Words with Friends

Drew’s two oldest CLA graduates—New Jersey historian John Cunningham C’38 and retired financial adviser Herman Rosenberg C’37—forged a bond during the Great Depression.

[This is an expanded version of the interview that appeared in the printed Winter 2012 issue of Drew Magazine.]

University in the Forest author Cunningham (left), 96, and Rosenberg, 95, play a mean game of Scrabble. Photo by Lynne DeLade C’12.

JC: I lived in a private house on Maple Avenue. Drew had an arrangement with people whereby they would exchange a room for a student to rake the leaves and take the ashes out and do all kinds of household chores. I was lucky enough to get in with a family that gave me breakfast, sometimes the only meal I had all day. Then we’d eat at your uncle’s restaurant a couple times a week. What was his name?

HR: Isadore Rosenberg. Izzy. My uncle owned the Lackawanna Restaurant on Main Street, and I ate there every day.

JC: I ate there once a week.

HR: Twice a week, John. John used to come Tuesdays and Fridays. He would order, for 15 cents, soup and rolls and butter. My uncle had a brother who was a waiter. Couldn’t read or write, but could remember the orders of eight or 10 people. When he saw that John had finished his lunch, he would give him seconds.

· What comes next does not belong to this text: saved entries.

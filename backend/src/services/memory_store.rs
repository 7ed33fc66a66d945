//! In-process [`SessionStore`] used when no Redis URL is configured, and by
//! the test suites. A single mutex over all three indexes makes every
//! operation atomic, so the device-slot claim cannot interleave.

use std::collections::{HashMap, HashSet};
use std::sync::{Mutex, MutexGuard};

use async_trait::async_trait;
use chrono::{DateTime, Utc};

use crate::models::session::Session;
use crate::services::session_store::{
    RemoveOutcome, SessionStore, SessionStoreError, StoreOutcome,
};

#[derive(Default)]
pub struct MemorySessionStore {
    inner: Mutex<Indexes>,
}

#[derive(Default)]
struct Indexes {
    sessions: HashMap<String, Session>,
    user_tokens: HashMap<String, HashSet<String>>,
    device_sessions: HashMap<(String, String), Session>,
}

impl MemorySessionStore {
    pub fn new() -> Self {
        Self::default()
    }

    /// Drops only the token record, leaving the user set and device mirror
    /// behind. This reproduces the index drift a TTL eviction causes in the
    /// Redis backend, which the pruning paths have to cope with.
    pub fn evict_token(&self, token: &str) {
        let mut inner = self.lock();
        inner.sessions.remove(token);
    }

    fn lock(&self) -> MutexGuard<'_, Indexes> {
        self.inner
            .lock()
            .unwrap_or_else(|poisoned| poisoned.into_inner())
    }
}

#[async_trait]
impl SessionStore for MemorySessionStore {
    async fn store(&self, session: &Session) -> Result<StoreOutcome, SessionStoreError> {
        let mut inner = self.lock();

        let slot = (session.user_id.clone(), session.device_id.clone());
        if let Some(holder) = inner.device_sessions.get(&slot) {
            if holder.token != session.token && holder.is_usable(Utc::now()) {
                return Ok(StoreOutcome::DeviceConflict);
            }
        }

        inner
            .sessions
            .insert(session.token.clone(), session.clone());
        inner
            .user_tokens
            .entry(session.user_id.clone())
            .or_default()
            .insert(session.token.clone());
        inner.device_sessions.insert(slot, session.clone());
        Ok(StoreOutcome::Stored)
    }

    async fn get(&self, token: &str) -> Result<Option<Session>, SessionStoreError> {
        Ok(self.lock().sessions.get(token).cloned())
    }

    async fn remove(&self, token: &str) -> Result<RemoveOutcome, SessionStoreError> {
        let mut inner = self.lock();

        let Some(session) = inner.sessions.remove(token) else {
            return Ok(RemoveOutcome::NotFound);
        };

        let user_emptied = match inner.user_tokens.get_mut(&session.user_id) {
            Some(tokens) => {
                tokens.remove(token);
                tokens.is_empty()
            }
            None => false,
        };
        if user_emptied {
            inner.user_tokens.remove(&session.user_id);
        }

        let slot = (session.user_id.clone(), session.device_id.clone());
        let owns_device = inner
            .device_sessions
            .get(&slot)
            .is_some_and(|holder| holder.token == session.token);
        if owns_device {
            inner.device_sessions.remove(&slot);
        }

        Ok(RemoveOutcome::Removed)
    }

    async fn is_logged_in_on_device(
        &self,
        user_id: &str,
        device_id: &str,
    ) -> Result<bool, SessionStoreError> {
        let inner = self.lock();
        let slot = (user_id.to_string(), device_id.to_string());
        Ok(inner
            .device_sessions
            .get(&slot)
            .is_some_and(|session| session.is_usable(Utc::now())))
    }

    async fn list_for_user(&self, user_id: &str) -> Result<Vec<Session>, SessionStoreError> {
        let mut inner = self.lock();

        let tokens: Vec<String> = inner
            .user_tokens
            .get(user_id)
            .map(|set| set.iter().cloned().collect())
            .unwrap_or_default();

        let mut sessions = Vec::with_capacity(tokens.len());
        let mut stale = Vec::new();
        for token in tokens {
            match inner.sessions.get(&token) {
                Some(session) => sessions.push(session.clone()),
                None => stale.push(token),
            }
        }

        if !stale.is_empty() {
            if let Some(set) = inner.user_tokens.get_mut(user_id) {
                for token in &stale {
                    set.remove(token);
                }
            }
            tracing::debug!(
                user_id = %user_id,
                pruned = stale.len(),
                "pruned stale session references"
            );
        }
        Ok(sessions)
    }

    async fn invalidate_others(
        &self,
        user_id: &str,
        keep_device_id: &str,
    ) -> Result<usize, SessionStoreError> {
        let mut inner = self.lock();

        let tokens: Vec<String> = inner
            .user_tokens
            .get(user_id)
            .map(|set| set.iter().cloned().collect())
            .unwrap_or_default();

        let mut removed = 0usize;
        for token in tokens {
            let Some(session) = inner.sessions.get(&token).cloned() else {
                if let Some(set) = inner.user_tokens.get_mut(user_id) {
                    set.remove(&token);
                }
                continue;
            };
            if session.device_id == keep_device_id {
                continue;
            }

            inner.sessions.remove(&token);
            if let Some(set) = inner.user_tokens.get_mut(user_id) {
                set.remove(&token);
            }
            let slot = (session.user_id.clone(), session.device_id.clone());
            if inner
                .device_sessions
                .get(&slot)
                .is_some_and(|holder| holder.token == token)
            {
                inner.device_sessions.remove(&slot);
            }
            removed += 1;
        }
        Ok(removed)
    }

    async fn extend_expiry(
        &self,
        token: &str,
        new_expiry: DateTime<Utc>,
    ) -> Result<bool, SessionStoreError> {
        let mut inner = self.lock();

        let Some(session) = inner.sessions.get_mut(token) else {
            return Ok(false);
        };
        session.expiry_time = new_expiry;
        let updated = session.clone();

        let slot = (updated.user_id.clone(), updated.device_id.clone());
        if inner
            .device_sessions
            .get(&slot)
            .is_some_and(|holder| holder.token == token)
        {
            inner.device_sessions.insert(slot, updated);
        }
        Ok(true)
    }
}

JC: Your uncle was a big help to me, getting me through college. Drew was filled with students like ourselves. It was mostly a poor man’s college. We were very lucky because of all those oak trees in the fall, dozens of us raked leaves.

HR: For how much, John?

JC: Thirty-five cents an hour. Just think, for 10 hours you could get $3.50.

HR: You also wrote for The Daily Record. You got, what, a penny a line?

JC: Yeah, I was responsible for eastern Morris County. One morning I was awakened at about 5; the police called. There was a murder, and so I had to cover that. I arrived at my 7:50 a.m. class not in good shape.

HR: John and I were in the same history class together, weren’t we?

JC: Yes.

HR: Taylor Jones’ class. Fine professor. There were six or seven of us in the class. Very small class.

JC: He was a good professor. Probably the best. Now that I’ve already said it, I think McClintock was the best. I eventually majored in psych because of Jim McClintock. If you ask enough of us, I think you’ll find that Jim McClintock was both very well liked and very well disliked.

HR: He lived to be 100. He was brilliant.

JC: And he was disliked because he took no nonsense. If you were in McClintock’s class, you were expected to produce. Herman, your major was economics, right?

HR: I majored in a professor. It happened that he chose economics. He was the best professor alive. Professor Norman Milligan Guy. We had a very good faculty.

JC: Real giants, those days.

HR: Yes. The college wasn’t very old. The seminary was prominent in those days. Dominant, I would say. We were secondary. We didn’t have much to do with the seminary.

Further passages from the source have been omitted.